The Marais Audomarois (/fr/) is a wetland biosphere reserve in the north of France. The renowned Ramsar site covers some 22 300 hectares, including the city of Saint-Omer.

== Geography ==
The Audomarois landscape owes its richness to its particular geography. It is located at an intersection between three natural regions: the coastal plain, the Flanders intérieure and the Artois hills.

These multifaceted landscapes are host to a wide variety of flora and fauna. The main natural habitats are reedbeds, tall herbs, peaty woods, meadows, ditches and rivers. The many species of flora include aquatic vegetation such as flowering rush (Butomus umbellatus), greater spearwort (Ranunculus lingua) and marsh fern (Thelypteris palustris), as well as underwater and floating vegetation. These habitat types enable many species of birds to breed, feed and rest.

There are also a number of endangered species in the region, including cowbane (Cicuta virosa), river water-dropwort (Oenanthe fluviatilis) and water soldier (Stratiotes aloides).

The natural heritage of the reserve is especially remarkable for the abundance and variety of its waterbird communities.
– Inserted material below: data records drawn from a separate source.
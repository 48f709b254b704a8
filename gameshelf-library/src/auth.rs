use argon2::{
    password_hash::{Encoding, SaltString},
    Argon2, PasswordHash, PasswordHasher, PasswordVerifier,
};
use log::info;
use rand::rngs::OsRng;
use thiserror::Error;

use crate::{
    util::normalize_email, DatabaseError, NewUser, SharedDatabase, UpdatedUser, UserData,
};

/// Registers users and checks their credentials
pub struct Auth {
    db: SharedDatabase,
}

#[derive(Debug, Error)]
pub enum AuthError {
    /// Email, username or password is incorrect
    #[error("Invalid credentials")]
    InvalidCredentials,
    /// Something else went wrong with the database
    #[error(transparent)]
    Db(DatabaseError),
    #[error("HashError: {0}")]
    HashError(String),
    #[error("{0}")]
    Validation(String),
}

impl Auth {
    const MAX_BIO_LENGTH: usize = 500;

    pub fn new(db: &SharedDatabase) -> Self {
        Self { db: db.clone() }
    }

    /// Creates a user with a freshly hashed password
    pub async fn register(&self, new_user: NewPlainUser) -> Result<UserData, AuthError> {
        let password = hash_password(new_user.password).await?;

        self.db
            .create_user(NewUser {
                username: new_user.username.trim().to_string(),
                email: normalize_email(&new_user.email),
                password,
                bio: String::new(),
                is_public: true,
            })
            .await
            .map_err(AuthError::Db)
    }

    /// Checks the credentials, returning the user they belong to.
    /// The identifier is tried as an email first, then as a username.
    pub async fn login(&self, credentials: Credentials) -> Result<UserData, AuthError> {
        let user = match self
            .db
            .user_by_email(&normalize_email(&credentials.identifier))
            .await
        {
            Err(DatabaseError::NotFound { .. }) => {
                self.db
                    .user_by_username(credentials.identifier.trim())
                    .await
            }
            result => result,
        }
        .map_err(|e| match e {
            DatabaseError::NotFound { .. } => AuthError::InvalidCredentials,
            err => AuthError::Db(err),
        })?;

        let matches = verify_password(credentials.password, user.password.clone()).await?;

        if !matches {
            return Err(AuthError::InvalidCredentials);
        }

        Ok(user)
    }

    pub async fn user_by_id(&self, user_id: &str) -> Result<UserData, DatabaseError> {
        self.db.user_by_id(user_id).await
    }

    /// Updates the public profile of a user
    pub async fn update_profile(&self, updated_user: UpdatedUser) -> Result<UserData, AuthError> {
        let bio_length = updated_user
            .bio
            .as_ref()
            .map(|b| b.chars().count())
            .unwrap_or_default();

        if bio_length > Self::MAX_BIO_LENGTH {
            return Err(AuthError::Validation(format!(
                "Bio cannot exceed {} characters",
                Self::MAX_BIO_LENGTH
            )));
        }

        self.db
            .update_user(UpdatedUser {
                bio: updated_user.bio.map(|b| b.trim().to_string()),
                ..updated_user
            })
            .await
            .map_err(AuthError::Db)
    }

    /// Creates the given account unless its email is already registered.
    /// Returns the new user if one was created.
    pub async fn ensure_admin(
        &self,
        admin: NewPlainUser,
    ) -> Result<Option<UserData>, AuthError> {
        match self.db.user_by_email(&normalize_email(&admin.email)).await {
            Ok(_) => {
                info!("Admin account {} already exists", admin.email);
                Ok(None)
            }
            Err(DatabaseError::NotFound { .. }) => {
                let user = self.register(admin).await?;
                info!("Created admin account {}", user.username);

                Ok(Some(user))
            }
            Err(e) => Err(AuthError::Db(e)),
        }
    }
}

/// Hashes on a blocking thread, argon2 is deliberately slow
async fn hash_password(password: String) -> Result<String, AuthError> {
    tokio::task::spawn_blocking(move || {
        let salt = SaltString::generate(&mut OsRng);

        Argon2::default()
            .hash_password(password.as_bytes(), &salt)
            .map(|hash| hash.to_string())
            .map_err(|e| AuthError::HashError(e.to_string()))
    })
    .await
    .map_err(|e| AuthError::HashError(e.to_string()))?
}

async fn verify_password(password: String, stored: String) -> Result<bool, AuthError> {
    tokio::task::spawn_blocking(move || {
        let stored = PasswordHash::parse(&stored, Encoding::default())
            .map_err(|e| AuthError::HashError(e.to_string()))?;

        Ok(Argon2::default()
            .verify_password(password.as_bytes(), &stored)
            .is_ok())
    })
    .await
    .map_err(|e| AuthError::HashError(e.to_string()))?
}

#[derive(Debug)]
pub struct Credentials {
    /// Either the email or the username
    pub identifier: String,
    pub password: String,
}

#[derive(Debug, Clone)]
pub struct NewPlainUser {
    pub username: String,
    pub email: String,
    pub password: String,
}
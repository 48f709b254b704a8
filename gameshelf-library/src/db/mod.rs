use std::sync::Arc;

use async_trait::async_trait;
use serde::Deserialize;
use thiserror::Error;
use validator::{Validate, ValidationError, ValidationErrors};

mod data;
pub use data::*;

mod fallback;
pub use fallback::*;

mod memory;
pub use memory::*;

mod pg;
pub use pg::*;

use crate::util::{double_option, null_as_default};

pub type Result<T> = std::result::Result<T, DatabaseError>;
pub type SharedDatabase = Arc<dyn Database>;

#[derive(Debug, Error)]
pub enum DatabaseError {
    /// An unknown or internal error happened with the database
    #[error(transparent)]
    Internal(Box<dyn std::error::Error + Send + Sync>),
    /// The backend could not be reached in time
    #[error("Backend unavailable: {0}")]
    Unavailable(String),
    /// A resource already exists
    #[error("{resource} with {field} of value {value} already exists")]
    Conflict {
        /// The resource in question
        resource: &'static str,
        /// The field that is conflicting
        field: &'static str,
        /// The conflicting value
        value: String,
    },
    /// A resource in the database doesn't exist
    #[error("{resource}:{identifier} doesn't exist")]
    NotFound {
        resource: &'static str,
        identifier: &'static str,
    },
    /// The resource exists but belongs to someone else
    #[error("{resource} belongs to another user")]
    Forbidden { resource: &'static str },
}

impl DatabaseError {
    /// Returns true if the same operation may succeed on another backend.
    /// Domain outcomes like conflicts or missing resources are final.
    pub fn is_recoverable(&self) -> bool {
        matches!(self, Self::Internal(_) | Self::Unavailable(_))
    }
}

/// Helper trait to reduce boilerplate
pub trait IntoDatabaseError {
    fn not_found_or(self, resource: &'static str, identifier: &'static str) -> DatabaseError;
    fn any(self) -> DatabaseError;
}

/// Helper trait to reduce boilerplate
pub trait DatabaseResult {
    /// Turns the Result into a conflict error if it's Ok()
    fn conflict_or_ok(self, resource: &'static str, field: &'static str, value: &str)
        -> Result<()>;
}

impl<T> DatabaseResult for Result<T> {
    fn conflict_or_ok(
        self,
        resource: &'static str,
        field: &'static str,
        value: &str,
    ) -> Result<()> {
        match self {
            Ok(_) => Err(DatabaseError::Conflict {
                resource,
                field,
                value: value.to_string(),
            }),
            Err(DatabaseError::NotFound { .. }) => Ok(()),
            Err(e) => Err(e),
        }
    }
}

/// Represents a type that can store gameshelf data.
///
/// Every implementation enforces the same invariants on its own state:
/// unique usernames and emails, unique titles per owner, and ownership
/// checks on game access.
#[async_trait]
pub trait Database: Send + Sync {
    /// Which kind of storage is answering right now
    fn kind(&self) -> StorageKind;

    async fn user_by_id(&self, user_id: &str) -> Result<UserData>;
    async fn user_by_username(&self, username: &str) -> Result<UserData>;
    /// Expects an already normalized email
    async fn user_by_email(&self, email: &str) -> Result<UserData>;
    async fn create_user(&self, new_user: NewUser) -> Result<UserData>;
    async fn update_user(&self, updated_user: UpdatedUser) -> Result<UserData>;

    async fn game_by_id(&self, game_id: &str, owner_id: &str) -> Result<GameData>;
    async fn games_by_owner(&self, owner_id: &str) -> Result<Vec<GameData>>;
    async fn create_game(&self, owner_id: &str, new_game: NewGame) -> Result<GameData>;
    async fn update_game(
        &self,
        game_id: &str,
        owner_id: &str,
        changes: GameChanges,
    ) -> Result<GameData>;
    async fn delete_game(&self, game_id: &str, owner_id: &str) -> Result<()>;
}

#[derive(Debug, Clone)]
pub struct NewUser {
    pub username: String,
    pub email: String,
    /// Already hashed
    pub password: String,
    pub bio: String,
    pub is_public: bool,
}

#[derive(Debug, Clone, Default)]
pub struct UpdatedUser {
    pub id: PrimaryKey,
    /// `Some(None)` clears the avatar
    pub avatar: Option<Option<String>>,
    pub bio: Option<String>,
    pub is_public: Option<bool>,
}

/// The fields of a game that is being added to a library
#[derive(Debug, Clone, PartialEq, Deserialize, Validate)]
#[serde(rename_all = "camelCase")]
pub struct NewGame {
    #[validate(length(min = 1, max = 200))]
    pub title: String,
    #[validate(length(min = 1, max = 100))]
    pub platform: String,
    pub status: GameStatus,
    pub cover_image: Option<String>,
    #[validate(range(min = 0.0, max = 10.0))]
    pub rating: Option<f64>,
    #[serde(default, deserialize_with = "null_as_default")]
    pub genres: Vec<String>,
    #[validate(length(max = 2000))]
    pub description: Option<String>,
    #[validate(length(max = 1000))]
    pub notes: Option<String>,
}

/// A partial update of a game. Absent fields are left untouched,
/// and `Some(None)` clears an optional field.
#[derive(Debug, Clone, Default, PartialEq, Deserialize)]
#[serde(rename_all = "camelCase")]
pub struct GameChanges {
    pub title: Option<String>,
    pub platform: Option<String>,
    pub status: Option<GameStatus>,
    #[serde(default, deserialize_with = "double_option")]
    pub cover_image: Option<Option<String>>,
    #[serde(default, deserialize_with = "double_option")]
    pub rating: Option<Option<f64>>,
    #[serde(default, deserialize_with = "double_option")]
    pub genres: Option<Option<Vec<String>>>,
    #[serde(default, deserialize_with = "double_option")]
    pub description: Option<Option<String>>,
    #[serde(default, deserialize_with = "double_option")]
    pub notes: Option<Option<String>>,
}

impl NewGame {
    /// Trims the free-form identifiers so uniqueness isn't fooled by whitespace
    pub fn normalize(mut self) -> Self {
        self.title = self.title.trim().to_string();
        self.platform = self.platform.trim().to_string();
        self.cover_image = self.cover_image.map(|c| c.trim().to_string());
        self.description = self.description.map(|d| d.trim().to_string());
        self
    }
}

impl GameChanges {
    pub fn normalize(mut self) -> Self {
        self.title = self.title.map(|t| t.trim().to_string());
        self.platform = self.platform.map(|p| p.trim().to_string());
        self.cover_image = self
            .cover_image
            .map(|c| c.map(|c| c.trim().to_string()));
        self.description = self
            .description
            .map(|d| d.map(|d| d.trim().to_string()));
        self
    }

    /// Applies the changes onto an existing game, bumping its modification time
    pub fn apply(self, game: &mut GameData) {
        if let Some(title) = self.title {
            game.title = title;
        }
        if let Some(platform) = self.platform {
            game.platform = platform;
        }
        if let Some(status) = self.status {
            game.status = status;
        }
        if let Some(cover_image) = self.cover_image {
            game.cover_image = cover_image;
        }
        if let Some(rating) = self.rating {
            game.rating = rating;
        }
        if let Some(genres) = self.genres {
            game.genres = genres.unwrap_or_default();
        }
        if let Some(description) = self.description {
            game.description = description;
        }
        if let Some(notes) = self.notes {
            game.notes = notes;
        }

        game.updated_at = chrono::Utc::now();
    }
}

impl Validate for GameChanges {
    fn validate(&self) -> std::result::Result<(), ValidationErrors> {
        let mut errors = ValidationErrors::new();

        let mut check_length = |field: &'static str, value: Option<&str>, min, max| {
            if let Some(value) = value {
                let length = value.chars().count();
                if length < min || length > max {
                    errors.add(field, ValidationError::new("length"));
                }
            }
        };

        check_length("title", self.title.as_deref(), 1, 200);
        check_length("platform", self.platform.as_deref(), 1, 100);
        check_length("description", self.description.clone().flatten().as_deref(), 0, 2000);
        check_length("notes", self.notes.clone().flatten().as_deref(), 0, 1000);

        if let Some(Some(rating)) = self.rating {
            if !(0.0..=10.0).contains(&rating) {
                errors.add("rating", ValidationError::new("range"));
            }
        }

        if errors.errors().is_empty() {
            Ok(())
        } else {
            Err(errors)
        }
    }
}
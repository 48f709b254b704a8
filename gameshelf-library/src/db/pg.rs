use std::time::Duration;

use async_trait::async_trait;
use chrono::{DateTime, Utc};
use log::info;
use sqlx::{postgres::PgPoolOptions, query, query_as, Error as SqlxError, FromRow, PgPool};

use crate::{
    util::new_id, Database, DatabaseError, DatabaseResult, GameChanges, GameData, GameStatus,
    IntoDatabaseError, NewGame, NewUser, Result, StorageKind, UpdatedUser, UserData,
};

/// Idempotent schema, applied on every connect
const SCHEMA: [&str; 2] = [
    "CREATE TABLE IF NOT EXISTS users (
        id TEXT PRIMARY KEY,
        username TEXT NOT NULL,
        email TEXT NOT NULL,
        password TEXT NOT NULL,
        avatar TEXT,
        bio TEXT NOT NULL DEFAULT '',
        is_public BOOLEAN NOT NULL DEFAULT TRUE,
        created_at TIMESTAMPTZ NOT NULL,
        updated_at TIMESTAMPTZ NOT NULL,
        CONSTRAINT users_username_key UNIQUE (username),
        CONSTRAINT users_email_key UNIQUE (email)
    )",
    "CREATE TABLE IF NOT EXISTS games (
        id TEXT PRIMARY KEY,
        owner_id TEXT NOT NULL,
        title TEXT NOT NULL,
        platform TEXT NOT NULL,
        status TEXT NOT NULL,
        cover_image TEXT,
        rating DOUBLE PRECISION,
        genres TEXT[] NOT NULL DEFAULT '{}',
        description TEXT,
        notes TEXT,
        created_at TIMESTAMPTZ NOT NULL,
        updated_at TIMESTAMPTZ NOT NULL,
        CONSTRAINT games_owner_title_key UNIQUE (owner_id, title)
    )",
];

/// A postgres database implementation for gameshelf
pub struct PgDatabase {
    pool: PgPool,
}

#[derive(Debug, FromRow)]
struct GameRow {
    id: String,
    owner_id: String,
    title: String,
    platform: String,
    status: String,
    cover_image: Option<String>,
    rating: Option<f64>,
    genres: Vec<String>,
    description: Option<String>,
    notes: Option<String>,
    created_at: DateTime<Utc>,
    updated_at: DateTime<Utc>,
}

impl TryFrom<GameRow> for GameData {
    type Error = DatabaseError;

    fn try_from(row: GameRow) -> Result<Self> {
        let status = row
            .status
            .parse::<GameStatus>()
            .map_err(|e| DatabaseError::Internal(e.into()))?;

        Ok(Self {
            id: row.id,
            owner_id: row.owner_id,
            title: row.title,
            platform: row.platform,
            status,
            cover_image: row.cover_image,
            rating: row.rating,
            genres: row.genres,
            description: row.description,
            notes: row.notes,
            created_at: row.created_at,
            updated_at: row.updated_at,
        })
    }
}

impl PgDatabase {
    /// Connects to postgres and makes sure the schema exists.
    /// `acquire_timeout` bounds how long a query waits for a connection.
    pub async fn new(url: &str, acquire_timeout: Duration) -> Result<Self> {
        let pool = PgPoolOptions::new()
            .max_connections(5)
            .acquire_timeout(acquire_timeout)
            .connect(url)
            .await
            .map_err(|e| e.any())?;

        for statement in SCHEMA {
            query(statement)
                .execute(&pool)
                .await
                .map_err(|e| e.any())?;
        }

        info!("Connected to postgres, schema is up to date");

        Ok(Self { pool })
    }

    /// Fetches a game regardless of who owns it
    async fn game_row(&self, game_id: &str) -> Result<GameData> {
        query_as::<_, GameRow>("SELECT * FROM games WHERE id = $1")
            .bind(game_id)
            .fetch_one(&self.pool)
            .await
            .map_err(|e| e.not_found_or("game", "id"))?
            .try_into()
    }
}

#[async_trait]
impl Database for PgDatabase {
    fn kind(&self) -> StorageKind {
        StorageKind::Durable
    }

    async fn user_by_id(&self, user_id: &str) -> Result<UserData> {
        query_as::<_, UserData>("SELECT * FROM users WHERE id = $1")
            .bind(user_id)
            .fetch_one(&self.pool)
            .await
            .map_err(|e| e.not_found_or("user", "id"))
    }

    async fn user_by_username(&self, username: &str) -> Result<UserData> {
        query_as::<_, UserData>("SELECT * FROM users WHERE username = $1")
            .bind(username)
            .fetch_one(&self.pool)
            .await
            .map_err(|e| e.not_found_or("user", "username"))
    }

    async fn user_by_email(&self, email: &str) -> Result<UserData> {
        query_as::<_, UserData>("SELECT * FROM users WHERE email = $1")
            .bind(email)
            .fetch_one(&self.pool)
            .await
            .map_err(|e| e.not_found_or("user", "email"))
    }

    async fn create_user(&self, new_user: NewUser) -> Result<UserData> {
        self.user_by_username(&new_user.username)
            .await
            .conflict_or_ok("user", "username", &new_user.username)?;

        self.user_by_email(&new_user.email)
            .await
            .conflict_or_ok("user", "email", &new_user.email)?;

        let now = Utc::now();

        query_as::<_, UserData>(
            "INSERT INTO users (id, username, email, password, bio, is_public, created_at, updated_at)
            VALUES ($1, $2, $3, $4, $5, $6, $7, $7)
            RETURNING *",
        )
        .bind(new_id())
        .bind(&new_user.username)
        .bind(&new_user.email)
        .bind(&new_user.password)
        .bind(&new_user.bio)
        .bind(new_user.is_public)
        .bind(now)
        .fetch_one(&self.pool)
        .await
        .map_err(|e| match violated_constraint(&e) {
            Some("users_email_key") => DatabaseError::Conflict {
                resource: "user",
                field: "email",
                value: new_user.email.clone(),
            },
            Some(_) => DatabaseError::Conflict {
                resource: "user",
                field: "username",
                value: new_user.username.clone(),
            },
            None => e.any(),
        })
    }

    async fn update_user(&self, updated_user: UpdatedUser) -> Result<UserData> {
        let user = self.user_by_id(&updated_user.id).await?;

        query_as::<_, UserData>(
            "UPDATE users SET avatar = $1, bio = $2, is_public = $3, updated_at = $4
            WHERE id = $5
            RETURNING *",
        )
        .bind(updated_user.avatar.unwrap_or(user.avatar))
        .bind(updated_user.bio.unwrap_or(user.bio))
        .bind(updated_user.is_public.unwrap_or(user.is_public))
        .bind(Utc::now())
        .bind(&updated_user.id)
        .fetch_one(&self.pool)
        .await
        .map_err(|e| e.not_found_or("user", "id"))
    }

    async fn game_by_id(&self, game_id: &str, owner_id: &str) -> Result<GameData> {
        let game = self.game_row(game_id).await?;

        if game.owner_id != owner_id {
            return Err(DatabaseError::Forbidden { resource: "game" });
        }

        Ok(game)
    }

    async fn games_by_owner(&self, owner_id: &str) -> Result<Vec<GameData>> {
        query_as::<_, GameRow>("SELECT * FROM games WHERE owner_id = $1 ORDER BY created_at")
            .bind(owner_id)
            .fetch_all(&self.pool)
            .await
            .map_err(|e| e.any())?
            .into_iter()
            .map(GameData::try_from)
            .collect()
    }

    async fn create_game(&self, owner_id: &str, new_game: NewGame) -> Result<GameData> {
        let now = Utc::now();
        let title = new_game.title.clone();

        query_as::<_, GameRow>(
            "INSERT INTO games
                (id, owner_id, title, platform, status, cover_image, rating, genres, description, notes, created_at, updated_at)
            VALUES ($1, $2, $3, $4, $5, $6, $7, $8, $9, $10, $11, $11)
            RETURNING *",
        )
        .bind(new_id())
        .bind(owner_id)
        .bind(new_game.title)
        .bind(new_game.platform)
        .bind(new_game.status.as_str())
        .bind(new_game.cover_image)
        .bind(new_game.rating)
        .bind(new_game.genres)
        .bind(new_game.description)
        .bind(new_game.notes)
        .bind(now)
        .fetch_one(&self.pool)
        .await
        .map_err(|e| e.conflict_or_any("game", "title", &title))?
        .try_into()
    }

    async fn update_game(
        &self,
        game_id: &str,
        owner_id: &str,
        changes: GameChanges,
    ) -> Result<GameData> {
        let mut game = self.game_by_id(game_id, owner_id).await?;
        changes.apply(&mut game);

        query_as::<_, GameRow>(
            "UPDATE games SET
                title = $1,
                platform = $2,
                status = $3,
                cover_image = $4,
                rating = $5,
                genres = $6,
                description = $7,
                notes = $8,
                updated_at = $9
            WHERE id = $10
            RETURNING *",
        )
        .bind(&game.title)
        .bind(&game.platform)
        .bind(game.status.as_str())
        .bind(&game.cover_image)
        .bind(game.rating)
        .bind(&game.genres)
        .bind(&game.description)
        .bind(&game.notes)
        .bind(game.updated_at)
        .bind(game_id)
        .fetch_one(&self.pool)
        .await
        .map_err(|e| e.conflict_or_any("game", "title", &game.title))?
        .try_into()
    }

    async fn delete_game(&self, game_id: &str, owner_id: &str) -> Result<()> {
        // Ensure game exists and is owned by the caller
        let _ = self.game_by_id(game_id, owner_id).await?;

        query("DELETE FROM games WHERE id = $1")
            .bind(game_id)
            .execute(&self.pool)
            .await
            .map_err(|e| e.any())
            .map(|_| ())
    }
}

/// Returns the name of the unique constraint the error violated, if any
fn violated_constraint(error: &SqlxError) -> Option<&str> {
    match error {
        SqlxError::Database(e) if e.is_unique_violation() => Some(e.constraint().unwrap_or("")),
        _ => None,
    }
}

trait ConflictOrAny {
    fn conflict_or_any(self, resource: &'static str, field: &'static str, value: &str)
        -> DatabaseError;
}

impl ConflictOrAny for SqlxError {
    fn conflict_or_any(
        self,
        resource: &'static str,
        field: &'static str,
        value: &str,
    ) -> DatabaseError {
        match violated_constraint(&self) {
            Some(_) => DatabaseError::Conflict {
                resource,
                field,
                value: value.to_string(),
            },
            None => self.any(),
        }
    }
}

impl IntoDatabaseError for SqlxError {
    fn any(self) -> DatabaseError {
        match self {
            SqlxError::PoolTimedOut | SqlxError::PoolClosed | SqlxError::Io(_) => {
                DatabaseError::Unavailable(self.to_string())
            }
            e => DatabaseError::Internal(Box::new(e)),
        }
    }

    fn not_found_or(self, resource: &'static str, identifier: &'static str) -> DatabaseError {
        match self {
            SqlxError::RowNotFound => DatabaseError::NotFound {
                resource,
                identifier,
            },
            e => Self::any(e),
        }
    }
}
Located on major migration routes, the Audomarois marsh provides food and necessary rest for birds such as sedge warblers (Acrocephalus schoenobaenus), the bluethroat (Luscinia svecica), the warbler effarvate (Acrocephalus scirpaceus) and the rare aquatic warbler (Acrocephalus paludicola).

In view of this natural wealth (flora, fauna and landscapes), the Audomarois marsh enjoys several forms of protected status, including inscription as a Natura 2000 Site, a National Nature Reserve, a Regional Natural Reserve and a Regional Natural Park. Since 2008, the wetland has also been recognized as a place of international importance under the Ramsar Convention.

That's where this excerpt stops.